Brief. All lines containing the string "stream" must be copied from the entries.

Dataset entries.
⁂
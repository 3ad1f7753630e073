pub(crate) mod buffer;
pub(crate) mod colorspace;
pub(crate) mod raster;
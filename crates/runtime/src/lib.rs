//! nchost runtime - session actors, frame transport and dispatcher
//!
//! This crate runs the host side of a native-messaging connection:
//!
//! - **Transport**: length-prefixed JSON frames over any async byte stream
//! - **Session actors**: one task per session, driving a client handle on a
//!   fixed tick
//! - **Dispatcher**: routes requests to sessions, allocates session ids and
//!   funnels every outbound message through a single writer
//!
//! # Architecture
//!
//! ```text
//! ┌──────────────────┐
//! │    nchost-cli    │  stdio, signals, installer
//! └────────┬─────────┘
//!          │ Dispatcher::start
//! ┌────────▼─────────┐
//! │  nchost-runtime  │  This crate
//! │  ┌────────────┐  │
//! │  │ Dispatcher │  │  Routing, registry, shutdown
//! │  └────────────┘  │
//! │  ┌────────────┐  │
//! │  │  Session   │  │  Tick loop per session
//! │  └────────────┘  │
//! │  ┌────────────┐  │
//! │  │ Transport  │  │  Frame reader/writer
//! │  └────────────┘  │
//! └────────┬─────────┘
//!          │ SessionLibrary
//! ┌────────▼─────────┐
//! │  session client  │  External secure session protocol
//! └──────────────────┘
//! ```
//!
//! # Decoupling via SessionLibrary
//!
//! Session actors only see the [`SessionLibrary`] and [`SessionHandle`]
//! traits, so the runtime can be exercised with the in-memory fake in
//! `testing` (enabled by the `testing` feature) and the binary chooses the
//! real client implementation.

pub mod config;
pub mod dispatcher;
pub mod error;
pub mod library;
pub mod session;
#[cfg(any(test, feature = "testing"))]
pub mod testing;
pub mod transport;

// Re-export key types at crate root
pub use config::{DEFAULT_TICK_RATE, DispatcherConfig, MAX_TICK_RATE};
pub use dispatcher::{Dispatcher, DispatcherHandle, RouteError, allocate_session_id};
pub use error::{Error, Result};
pub use library::{LibraryError, SessionHandle, SessionLibrary, SessionState};
pub use session::{SessionActor, SessionTask};
pub use transport::{FrameReader, FrameWriter};
//! Error types for frame coding and payload validation.

use thiserror::Error;

/// Errors raised while moving frames across the byte stream.
///
/// Framing and decoding errors leave the stream in an unknown position, so
/// readers treat them as fatal.
#[derive(Debug, Error)]
pub enum CodecError {
	/// Short read, truncated frame, or an unusable length prefix.
	#[error("framing error: {0}")]
	Framing(String),

	/// The frame body is not a well-formed message array.
	#[error("decoding error: {0}")]
	Decoding(String),

	/// The message could not be turned into a frame.
	#[error("encoding error: {0}")]
	Encoding(String),

	/// Underlying stream failure.
	#[error("I/O error: {0}")]
	Io(#[from] std::io::Error),
}

/// A well-formed envelope whose payload does not fit its message type.
///
/// The frame boundary is intact when this is raised, so the request can be
/// answered with an error reply instead of ending the stream.
#[derive(Debug, Clone, PartialEq, Eq, Error)]
pub enum PayloadError {
	#[error("unknown message type: {0}")]
	UnknownType(i64),

	#[error("invalid payload for message type {kind}: expected {expected} elements, got {actual}")]
	Arity {
		kind: i64,
		expected: usize,
		actual: usize,
	},

	#[error("invalid payload for message type {kind}: element {index} must be {expected}")]
	ElementType {
		kind: i64,
		index: usize,
		expected: &'static str,
	},

	#[error("invalid payload for message type {kind}: element {index} is not valid base64")]
	Base64 { kind: i64, index: usize },
}

impl PayloadError {
	/// Type code of the offending message.
	pub fn kind(&self) -> i64 {
		match self {
			PayloadError::UnknownType(kind)
			| PayloadError::Arity { kind, .. }
			| PayloadError::ElementType { kind, .. }
			| PayloadError::Base64 { kind, .. } => *kind,
		}
	}
}
//! Untyped frame content and its JSON encoding.


use serde::ser::SerializeSeq;
use serde::{Serialize, Serializer};
use serde_json::{Number, Value};

use crate::error::CodecError;

/// Size of the little-endian length prefix in front of every frame body.
pub const LENGTH_PREFIX_SIZE: usize = 4;

/// A payload element. The protocol only carries integers and strings.
#[derive(Debug, Clone, PartialEq, Eq, Serialize)]
#[serde(untagged)]
pub enum Scalar {
	Int(i64),
	Str(String),
}

impl Scalar {
	/// Converts a JSON value, normalizing every number to an integer.
	///
	/// Fractional numbers are truncated toward zero. Returns `None` for
	/// arrays, objects, booleans and null.
	pub fn from_json(value: Value) -> Option<Self> {
		match value {
			Value::Number(number) => Some(Scalar::Int(normalize_number(&number))),
			Value::String(text) => Some(Scalar::Str(text)),
			_ => None,
		}
	}

	pub fn as_int(&self) -> Option<i64> {
		match self {
			Scalar::Int(value) => Some(*value),
			Scalar::Str(_) => None,
		}
	}

	pub fn as_str(&self) -> Option<&str> {
		match self {
			Scalar::Str(value) => Some(value),
			Scalar::Int(_) => None,
		}
	}
}

impl From<i64> for Scalar {
	fn from(value: i64) -> Self {
		Scalar::Int(value)
	}
}

impl From<String> for Scalar {
	fn from(value: String) -> Self {
		Scalar::Str(value)
	}
}

impl From<&str> for Scalar {
	fn from(value: &str) -> Self {
		Scalar::Str(value.to_string())
	}
}

fn normalize_number(number: &Number) -> i64 {
	if let Some(value) = number.as_i64() {
		return value;
	}
	if let Some(value) = number.as_u64() {
		return i64::try_from(value).unwrap_or(i64::MAX);
	}
	// `as` truncates toward zero and saturates at the i64 bounds
	number.as_f64().unwrap_or_default() as i64
}

/// The `[type, id, ...payload]` array carried by one frame.
#[derive(Debug, Clone, PartialEq, Eq)]
pub struct Envelope {
	/// Message type code.
	pub kind: i64,
	/// Correlation id for requests and replies, session id for events.
	pub id: i64,
	pub payload: Vec<Scalar>,
}

impl Envelope {
	pub fn new(kind: i64, id: i64, payload: Vec<Scalar>) -> Self {
		Self { kind, id, payload }
	}

	/// Parses a frame body (without its length prefix).
	pub fn decode(body: &[u8]) -> Result<Self, CodecError> {
		let value: Value = serde_json::from_slice(body)
			.map_err(|e| CodecError::Decoding(format!("malformed JSON: {e}")))?;

		let Value::Array(items) = value else {
			return Err(CodecError::Decoding(
				"message is not a JSON array".to_string(),
			));
		};

		if items.len() < 2 {
			return Err(CodecError::Decoding(format!(
				"message array has {} elements, expected at least 2",
				items.len()
			)));
		}

		let mut scalars = Vec::with_capacity(items.len());
		for (index, item) in items.into_iter().enumerate() {
			let scalar = Scalar::from_json(item).ok_or_else(|| {
				CodecError::Decoding(format!("element {index} is not an integer or string"))
			})?;
			scalars.push(scalar);
		}

		let mut scalars = scalars.into_iter();
		let kind = header_int(scalars.next(), "type")?;
		let id = header_int(scalars.next(), "id")?;

		Ok(Self {
			kind,
			id,
			payload: scalars.collect(),
		})
	}

	/// Serializes the envelope into a complete frame, length prefix included.
	///
	/// Fails when the JSON body is larger than `max_body` bytes.
	pub fn encode(&self, max_body: usize) -> Result<Vec<u8>, CodecError> {
		let body = serde_json::to_vec(self).map_err(|e| CodecError::Encoding(e.to_string()))?;

		if body.len() > max_body {
			return Err(CodecError::Encoding(format!(
				"message body of {} bytes exceeds the {max_body} byte limit",
				body.len()
			)));
		}

		let length = u32::try_from(body.len()).map_err(|_| {
			CodecError::Encoding(format!(
				"message body of {} bytes does not fit a length prefix",
				body.len()
			))
		})?;

		let mut frame = Vec::with_capacity(LENGTH_PREFIX_SIZE + body.len());
		frame.extend_from_slice(&length.to_le_bytes());
		frame.extend_from_slice(&body);
		Ok(frame)
	}
}

fn header_int(scalar: Option<Scalar>, field: &str) -> Result<i64, CodecError> {
	scalar
		.and_then(|s| s.as_int())
		.ok_or_else(|| CodecError::Decoding(format!("message {field} must be an integer")))
}

impl Serialize for Envelope {
	fn serialize<S: Serializer>(&self, serializer: S) -> Result<S::Ok, S::Error> {
		let mut seq = serializer.serialize_seq(Some(2 + self.payload.len()))?;
		seq.serialize_element(&self.kind)?;
		seq.serialize_element(&self.id)?;
		for value in &self.payload {
			seq.serialize_element(value)?;
		}
		seq.end()
	}
}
⁂
Answer box.
//! - **Transport**: length-prefixed JSON frames over any async byte stream
/// Errors raised while moving frames across the byte stream.
/// Framing and decoding errors leave the stream in an unknown position, so
	/// Underlying stream failure.
/// answered with an error reply instead of ending the stream.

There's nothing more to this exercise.